Because the discharge is “ongoing” until the pipe is fixed and the bypass restarted, there are no figures available on the actual amount of sewage entering the waterway verses the “millions of gallons” first offered in the Health Department alert.

Lauro said the pump station moves 2.7 million gallons in an average day, so you can figure it is indeed in the millions after a full day.

The County Health Department would come to Horan's Landing Wednesday at 3 p.m. to take water samples. They will have the results 24 hours later and then report on whether the water advisory can be lifted or not. Or they might need to take another sample at that point, said Lauro.

Contrary to the initial report that said the water advisory was in effect from Croton Point Park to “all points south,” Lauro said the water was unaffected south of Yonkers, where a smaller but negligible amount of sewage is also being discharged as a result of the Tarrytown break.

“There is no impact south of Yonkers,” he said.
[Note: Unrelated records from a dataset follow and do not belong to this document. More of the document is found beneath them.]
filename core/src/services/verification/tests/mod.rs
mod matcher_tests;
//! Phone number validation and normalization
//!
//! Raw user input is cleaned up, expanded with a default country when it has
//! no country code, and checked against E.164 plus per-country mobile rules.

mod validator;

pub use validator::{CountryCode, PhoneValidator};
//! Issue and verify a code end to end using the configured back end.
//!
//! Usage: `cargo run -p vp_infra --example send_verification -- +15551234567 [sms|voice|messenger]`

use anyhow::{bail, Context};
use chrono::{Duration, Utc};
use vp_core::{ChannelType, SavedVerification, VerificationInput};
use vp_infra::telemetry::init_tracing;

#[tokio::main]
async fn main() -> anyhow::Result<()> {
    let config = vp_infra::load_config()?;
    init_tracing(&config.logging)?;

    let mut args = std::env::args().skip(1);
    let phone = args.next().context("missing phone number argument")?;
    let channel: ChannelType = match args.next() {
        Some(channel) => channel.parse().map_err(anyhow::Error::msg)?,
        None => ChannelType::Sms,
    };

    let gateway = vp_infra::build_gateway(&config).await?;

    let input = VerificationInput::new(phone.clone(), channel);
    let sent = gateway.send_verification(&input).await?;
    let code = match sent.code() {
        Some(code) => code.to_string(),
        None => bail!("send failed: {}", sent.message().unwrap_or_default()),
    };
    println!("Issued code over {}: {}", channel, code);

    let saved = SavedVerification::new(phone, code.clone())
        .expiring_at(Utc::now() + Duration::minutes(config.verification.code_ttl_minutes));

    let result = gateway.verify(&input.clone().with_code(code), &saved);
    println!("Correct code accepted: {}", result.is_success());

    let result = gateway.verify(&input.with_code("not-the-code"), &saved);
    println!(
        "Wrong code rejected: {} ({})",
        !result.is_success(),
        result.message().unwrap_or_default()
    );

    Ok(())
}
He noted that the Iron Man race involving swimming in the Hudson in NYC this weekend “should not be affected.”

Lauro said the water advisory would likely be lifted shortly after the discharge stopped since “there's just so much water in the Hudson.” Lauro also addressed those who expressed concerns about living in closest vicinity to this discharge site, specifying that it's an advisory against being in the water itself not near it.
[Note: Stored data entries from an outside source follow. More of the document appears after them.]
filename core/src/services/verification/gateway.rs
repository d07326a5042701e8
//! Verification gateway orchestrating validation, delivery and matching

use chrono::{DateTime, Utc};

use crate::domain::entities::{SavedVerification, VerificationInput};
use crate::domain::value_objects::{SendVerificationResult, VerifyResult};
use crate::errors::{DeliveryError, DomainResult};
use crate::services::phone::PhoneValidator;

use super::matcher::CodeMatcher;
use super::registry::ProviderRegistry;
use super::test_mode::TestModePolicy;
use super::traits::VerificationRequest;

/// Message returned when delivery fails.
///
/// The diagnostic form (with the cause) is only handed out in test mode;
/// production callers get the generic form.
pub fn failure_message(phone: &str, cause: &str, test_mode: bool) -> String {
    if test_mode {
        format!("Failed to send verification to user ({}): {}", phone, cause)
    } else {
        format!("Failed to send verification to user {}", phone)
    }
}

/// Issues verification codes and checks submitted ones.
///
/// Holds read-only configuration and shared providers only, so one instance
/// can serve concurrent requests behind an `Arc`.
#[derive(Debug)]
pub struct VerificationGateway {
    validator: PhoneValidator,
    registry: ProviderRegistry,
    policy: TestModePolicy,
    matcher: CodeMatcher,
}

impl VerificationGateway {
    /// Create a new verification gateway
    ///
    /// # Arguments
    ///
    /// * `validator` - Phone validator applied to every send
    /// * `registry` - Providers per channel
    /// * `policy` - Test-mode policy snapshot
    /// * `matcher` - Code matcher used by `verify`
    pub fn new(
        validator: PhoneValidator,
        registry: ProviderRegistry,
        policy: TestModePolicy,
        matcher: CodeMatcher,
    ) -> Self {
        if policy.is_test_mode() {
            if policy.default_code().is_some() {
                tracing::warn!(
                    event = "test_mode_active",
                    "Test mode active: codes are not delivered, the default code is accepted"
                );
            } else {
                tracing::warn!(
                    event = "test_mode_without_default_code",
                    "Test mode active without a default code, codes will be delivered"
                );
            }
        }

        Self {
            validator,
            registry,
            policy,
            matcher,
        }
    }

    pub fn policy(&self) -> &TestModePolicy {
        &self.policy
    }

    pub fn registry(&self) -> &ProviderRegistry {
        &self.registry
    }

    /// Issue a verification code to `input.phone` over `input.channel`.
    ///
    /// # Returns
    ///
    /// * `Ok(SendVerificationResult)` - success with the issued code, or a failure
    ///   with a message for an invalid phone or a delivery error
    /// * `Err(DomainError::UnsupportedChannel)` - no provider is registered for the channel
    pub async fn send_verification(
        &self,
        input: &VerificationInput,
    ) -> DomainResult<SendVerificationResult> {
        tracing::info!(
            phone = %input.phone,
            channel = %input.channel,
            event = "verification_requested",
            "Sending verification code"
        );

        let phone = match self.validator.validate(&input.phone) {
            Ok(phone) => phone,
            Err(error) => {
                tracing::info!(
                    phone = %input.phone,
                    reason = %error,
                    event = "phone_rejected",
                    "Rejected phone number"
                );
                return Ok(SendVerificationResult::failure(error.to_string()));
            }
        };

        let provider = self.registry.resolve(input.channel)?;

        if let Some(code) = self.policy.override_code() {
            tracing::warn!(
                phone = %phone,
                channel = %input.channel,
                event = "delivery_bypassed",
                "Test mode active, issuing default code without delivery"
            );
            return Ok(SendVerificationResult::success(code));
        }

        let request = VerificationRequest::new(phone.clone(), input.channel, input.code.clone());
        let outcome = provider.send(&request).await.and_then(|code| {
            if code.is_empty() {
                Err(DeliveryError::new(provider.name(), "provider returned an empty code"))
            } else {
                Ok(code)
            }
        });

        match outcome {
            Ok(code) => {
                tracing::info!(
                    phone = %phone,
                    channel = %input.channel,
                    provider = provider.name(),
                    event = "verification_sent",
                    "Verification code sent"
                );
                Ok(SendVerificationResult::success(code))
            }
            Err(error) => {
                let cause = error.to_string();
                tracing::error!(
                    phone = %phone,
                    channel = %input.channel,
                    provider = provider.name(),
                    error = %cause,
                    event = "delivery_failed",
                    "{}",
                    failure_message(phone.as_str(), &cause, true)
                );
                Ok(SendVerificationResult::failure(failure_message(
                    phone.as_str(),
                    &cause,
                    self.policy.is_test_mode(),
                )))
            }
        }
    }

    /// Check a submitted code against the caller's saved verification
    pub fn verify(&self, input: &VerificationInput, saved: &SavedVerification) -> VerifyResult {
        self.verify_at(input, saved, Utc::now())
    }

    /// [`verify`](Self::verify) with an explicit clock
    pub fn verify_at(
        &self,
        input: &VerificationInput,
        saved: &SavedVerification,
        now: DateTime<Utc>,
    ) -> VerifyResult {
        let result = self.matcher.check(
            input.code.as_deref(),
            saved,
            self.policy.override_code(),
            now,
        );

        if !result.is_success() {
            tracing::debug!(
                phone = %input.phone,
                reason = result.message().unwrap_or_default(),
                event = "verification_rejected",
                "Verification code rejected"
            );
        }

        result
    }
}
For those wondering how old is our old system, the main force line dates to the 1970s, Lauro said. Which is “not old-old” but “due to be replaced.” The county is actually in design phase to replace that line, which would of course be quite an undertaking involving open excavation and drilling something tunnel-like along its long route.

Lauro agreed people don't know what happens when they flush their toilets until something like this happens.

“Out of sight, out of mind,” he said.